Records supplied:
§ §

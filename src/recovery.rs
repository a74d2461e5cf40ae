//! Individual Recovery Fetcher: downloads a list of specific keys one by
//! one, sequentially (never concurrently — spec §4.8/§5), persisting each
//! via the same Placement Rules as the batch fetcher minus the
//! previous-month mirror.
//!
//! Per-item precheck/send/classify loop narrowed from
//! `keeper-rs/src/collector.rs::collect_due` to strictly sequential, since
//! the specification forbids concurrency in this path.

use crate::committer::Committer;
use crate::domain::{Company, DocType, MonthKey};
use crate::errors::FetchError;
use crate::placement::{compute_document_destinations, PlacementInputs};
use crate::state_store::StateStore;
use crate::upstream::UpstreamClient;
use crate::xml_inspector;
use std::collections::HashSet;
use std::path::Path;
use tracing::{info, warn};

#[derive(Debug, Default)]
pub struct RecoveryStats {
    pub attempts: u32,
    pub successes: u32,
    pub download_failures: u32,
    pub save_failures: u32,
}

pub struct RecoveryParams<'a> {
    pub company: &'a Company,
    pub month: &'a MonthKey,
    pub primary_root: &'a Path,
    pub flat_root: &'a Path,
    pub today: chrono::NaiveDate,
}

/// Attempts recovery for every key in `keys`, in order. Returns the keys
/// that succeeded and the keys that failed, alongside aggregate stats.
pub async fn recover_keys(
    upstream: &UpstreamClient,
    state: &mut StateStore,
    committer: &Committer,
    params: &RecoveryParams<'_>,
    keys: &[String],
    now_ts: &str,
) -> Result<(RecoveryStats, Vec<String>, Vec<String>), FetchError> {
    let mut stats = RecoveryStats::default();
    let mut succeeded = Vec::new();
    let mut failed = Vec::new();

    for key in keys {
        stats.attempts += 1;
        let doc_type = DocType::from_key_model(key);

        let bytes = match upstream.get_one(key, doc_type, true).await {
            Ok(Some(bytes)) => bytes,
            Ok(None) => {
                warn!(key, "upstream returned no content for recovery key");
                stats.download_failures += 1;
                failed.push(key.clone());
                continue;
            }
            Err(e) => {
                warn!(key, error = %e, "recovery download failed");
                stats.download_failures += 1;
                failed.push(key.clone());
                continue;
            }
        };

        let inspection = match xml_inspector::inspect(&bytes, &params.company.id_canonical) {
            Ok(i) => i,
            Err(e) => {
                warn!(key, error = %e, "recovery blob failed to parse");
                stats.save_failures += 1;
                failed.push(key.clone());
                continue;
            }
        };

        let mut imported = state.imported_keys_snapshot(
            &params.company.id_canonical,
            params.month,
            doc_type,
        )?;
        let inputs = PlacementInputs {
            company: params.company,
            inspection: &inspection,
            primary_root: params.primary_root,
            flat_root: params.flat_root,
            today: params.today,
            imported_keys: &imported,
        };
        // Previous-month mirror doesn't apply: the document's own emission
        // already determines placement for a recovered key.
        let placement = match compute_document_destinations(&inputs, false) {
            Some(p) => p,
            None => {
                warn!(key, "recovered blob has an unrecognized xml root element");
                stats.save_failures += 1;
                failed.push(key.clone());
                continue;
            }
        };

        let mut tx = committer.begin(now_ts)?;
        let filename = format!("{}.xml", inspection.key);
        if let Err(e) = committer.add_file_operation(&mut tx, &bytes, placement.destinations, &filename) {
            warn!(key, error = %e, "failed to stage recovered file");
            stats.save_failures += 1;
            failed.push(key.clone());
            continue;
        }
        if let Err(e) = committer.commit(&mut tx) {
            warn!(key, error = %e, "failed to commit recovered file");
            stats.save_failures += 1;
            failed.push(key.clone());
            continue;
        }

        if placement.flat_added {
            imported.insert(inspection.key.clone());
            state.mark_xml_as_imported(&params.company.id_canonical, params.month, doc_type, &inspection.key)?;
        }

        stats.successes += 1;
        succeeded.push(key.clone());
        info!(key, "recovered key");
    }

    Ok((stats, succeeded, failed))
}

/// Computes the set of "valid faltantes" still missing from disk: manifest
/// keys in period minus keys already observed locally.
pub fn missing_keys(keys_in_period: &HashSet<String>, local_keys: &HashSet<String>) -> Vec<String> {
    keys_in_period.difference(local_keys).cloned().collect()
}

#[cfg(test)]
mod tests {
    use super::*;

    #[test]
    fn missing_keys_is_set_difference() {
        let mut period = HashSet::new();
        period.insert("a".to_string());
        period.insert("b".to_string());
        let mut local = HashSet::new();
        local.insert("a".to_string());
        let missing = missing_keys(&period, &local);
        assert_eq!(missing, vec!["b".to_string()]);
    }
}
impl UpstreamClient {
    pub fn new(base_url: String, api_key_percent_encoded: &str, timeouts: UpstreamTimeouts) -> Self {
        // The key arrives percent-encoded (as it would from a URL or env
        // var copy-paste); decode once here, re-encode per request via
        // reqwest's query serializer, per spec §6.
        let api_key = percent_decode(api_key_percent_encoded);
        Self {
            http: reqwest::Client::builder()
                .connect_timeout(timeouts.connect)
                .build()
                .expect("failed to build reqwest client"),
            base_url: base_url.trim_end_matches('/').to_string(),
            api_key,
            timeouts,
            rate_gate: RateGate::new(RATE_LIMIT_DELAY),
            recovery_rate_gate: RateGate::new(RATE_LIMIT_DELAY_RECOVERY),
        }
    }

    #[instrument(skip(self, filter))]
    pub async fn count(&self, filter: &BatchFilter) -> Result<u64, UpstreamError> {
        self.rate_gate.wait().await;
        let body = count_body(filter);
        let url = format!("{}/api/v1/xmls/count", self.base_url);
        let key = self.api_key.clone();
        let http = self.http.clone();
        let read_timeout = self.timeouts.read_for(filter.doc_type);
        let absolute = self.timeouts.absolute_for(filter.doc_type);

        let value = with_deadline(absolute, async move {
            request_json(&http, &key, &url, Some(body), read_timeout).await
        })
        .await?;

        let value = unwrap_quoted_json(value)?;
        value
            .get("Total")
            .and_then(Value::as_u64)
            .or_else(|| value.as_u64())
            .ok_or_else(|| UpstreamError::Decode("missing Total in count response".into()))
    }

    #[instrument(skip(self, filter))]
    pub async fn batch_download(&self, filter: &BatchFilter) -> Result<Vec<String>, UpstreamError> {
        self.rate_gate.wait().await;
        let body = batch_body(filter);
        let url = format!("{}/api/v1/xmls/download", self.base_url);
        let key = self.api_key.clone();
        let http = self.http.clone();
        let read_timeout = self.timeouts.read_for(filter.doc_type);
        let absolute = self.timeouts.absolute_for(filter.doc_type);

        let value = with_deadline(absolute, async move {
            retry(|| request_json(&http, &key, &url, Some(body.clone()), read_timeout)).await
        })
        .await?;

        extract_blob_list(value)
    }

    /// Fetches a single document by key. Falls back to `include_events =
    /// false` if the server rejects `include_events = true` with HTTP 400
    /// (spec §4.3 mandatory fallback).
    #[instrument(skip(self))]
    pub async fn get_one(
        &self,
        key: &str,
        doc_type: DocType,
        include_events: bool,
    ) -> Result<Option<Vec<u8>>, UpstreamError> {
        self.recovery_rate_gate.wait().await;
        let read_timeout = self.timeouts.read_for(doc_type);
        let absolute = self.timeouts.absolute_for(doc_type);

        match self
            .get_one_attempt(key, doc_type, include_events, read_timeout, absolute)
            .await
        {
            Err(UpstreamError::Http { status: 400 }) if include_events => {
                warn!(key, "include_events=true rejected with HTTP 400; retrying without events");
                self.get_one_attempt(key, doc_type, false, read_timeout, absolute)
                    .await
            }
            other => other,
        }
    }

    async fn get_one_attempt(
        &self,
        key: &str,
        doc_type: DocType,
        include_events: bool,
        read_timeout: Duration,
        absolute: Duration,
    ) -> Result<Option<Vec<u8>>, UpstreamError> {
        let url = format!(
            "{}/api/v1/xmls/single?xmlType={}&downloadEvent={}&api_key={}",
            self.base_url,
            doc_type.xml_type_code(),
            include_events,
            self.api_key,
        );
        let key_body = key.to_string();
        let http = self.http.clone();

        let value = with_deadline(absolute, async move {
            retry(|| request_json_body_text(&http, &url, &key_body, read_timeout)).await
        })
        .await?;

        let value = unwrap_quoted_json(value)?;
        match value {
            Value::Null => Ok(None),
            Value::String(s) if s.is_empty() => Ok(None),
            Value::String(s) => Ok(Some(
                base64::engine::general_purpose::STANDARD.decode(s.trim()).map_err(|e| UpstreamError::Decode(e.to_string()))?,
            )),
            Value::Object(obj) => {
                check_status_field(&obj)?;
                match obj.get("xml").or_else(|| obj.get("Xml")).and_then(Value::as_str) {
                    Some(s) => Ok(Some(
                        base64::engine::general_purpose::STANDARD.decode(s.trim()).map_err(|e| UpstreamError::Decode(e.to_string()))?,
                    )),
                    None => Ok(None),
                }
            }
            other => Err(UpstreamError::Decode(format!(
                "unexpected single-xml response shape: {other}"
            ))),
        }
    }

    #[instrument(skip(self, filter))]
    pub async fn events_download(&self, filter: &EventsFilter) -> Result<Vec<String>, UpstreamError> {
        let mut all = Vec::new();
        let mut skip = 0u32;
        loop {
            self.rate_gate.wait().await;
            let url = format!(
                "{}/api/v1/xmls/events?api_key={}&XmlType={}&{}={}&TipoEvento={}&DataInicio={}&DataFim={}&Skip={}&Take={}",
                self.base_url,
                self.api_key,
                filter.doc_type.xml_type_code(),
                filter.role.upstream_field(),
                filter.company_id,
                filter.event_type,
                filter.date_start,
                filter.date_end,
                skip,
                EVENTS_PAGE_SIZE,
            );
            let http = self.http.clone();
            let read_timeout = self.timeouts.read_for(filter.doc_type);
            let absolute = self.timeouts.absolute_for(filter.doc_type);

            let page = with_deadline(absolute, async move {
                retry(|| request_json(&http, "", &url, None, read_timeout)).await
            })
            .await;

            let page = match page {
                Err(UpstreamError::ApiError { message }) if message.contains(NOT_FOUND_EVENTS_MARKER) => {
                    break;
                }
                Err(UpstreamError::Http { status: 404 }) => break,
                Err(e) => return Err(e),
                Ok(v) => v,
            };

            let blobs = extract_blob_list(page)?;
            let got = blobs.len() as u32;
            all.extend(blobs);
            if got < EVENTS_PAGE_SIZE {
                break;
            }
            skip += EVENTS_PAGE_SIZE;
        }
        Ok(all)
    }

    /// Downloads the authoritative monthly manifest report. This call uses
    /// dedicated timeouts and deliberately skips both the retry loop and
    /// the absolute-deadline wrapper (spec §4.3, §9 asymmetry note) because
    /// the operation is inherently slow.
    #[instrument(skip(self))]
    pub async fn monthly_report(
        &self,
        company_id: &str,
        doc_type: DocType,
        month: u32,
        year: i32,
        report_kind: Option<u8>,
    ) -> Result<MonthlyReportResult, UpstreamError> {
        self.rate_gate.wait().await;
        let kind = report_kind.unwrap_or_else(|| doc_type.xml_type_code());
        let body = json!({
            "Cnpj": company_id,
            "TypeXmlDownloadReport": kind,
            "XmlType": doc_type.xml_type_code(),
            "Month": month,
            "Year": year,
        });
        let url = format!("{}/api/v1/xmls/report", self.base_url);

        let read_timeout = self.timeouts.read_for(doc_type);
        let resp = self
            .http
            .post(&url)
            .timeout(read_timeout)
            .query(&[("api_key", self.api_key.as_str())])
            .json(&body)
            .send()
            .await?;

        let status = resp.status();
        let text = resp.text().await?;

        if text.contains(EMPTY_REPORT_MARKER) {
            return Ok(MonthlyReportResult {
                empty: true,
                ..Default::default()
            });
        }

        if !status.is_success() {
            return Err(UpstreamError::Http {
                status: status.as_u16(),
            });
        }

        let value: Value =
            serde_json::from_str(&text).map_err(|e| UpstreamError::Decode(e.to_string()))?;
        let value = unwrap_quoted_json(value)?;

        match value {
            Value::String(report) if !report.is_empty() => Ok(MonthlyReportResult {
                report_base64: Some(report),
                ..Default::default()
            }),
            Value::Object(obj) => {
                check_status_field(&obj)?;
                let report_base64 = obj
                    .get("Relatorio")
                    .or_else(|| obj.get("report"))
                    .and_then(Value::as_str)
                    .map(str::to_string);
                let status_msg = obj.get("StatusMsg").and_then(Value::as_str).map(str::to_string);
                let error_msg = obj.get("ErrorMsg").and_then(Value::as_str).map(str::to_string);
                Ok(MonthlyReportResult {
                    empty: report_base64.is_none(),
                    report_base64,
                    status_msg,
                    error_msg,
                })
            }
            _ => Ok(MonthlyReportResult {
                empty: true,
                ..Default::default()
            }),
        }
    }
}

§ §

Across the data, pull every line containing the string "FetchError".

use crate::errors::FetchError;
) -> Result<(RecoveryStats, Vec<String>, Vec<String>), FetchError> {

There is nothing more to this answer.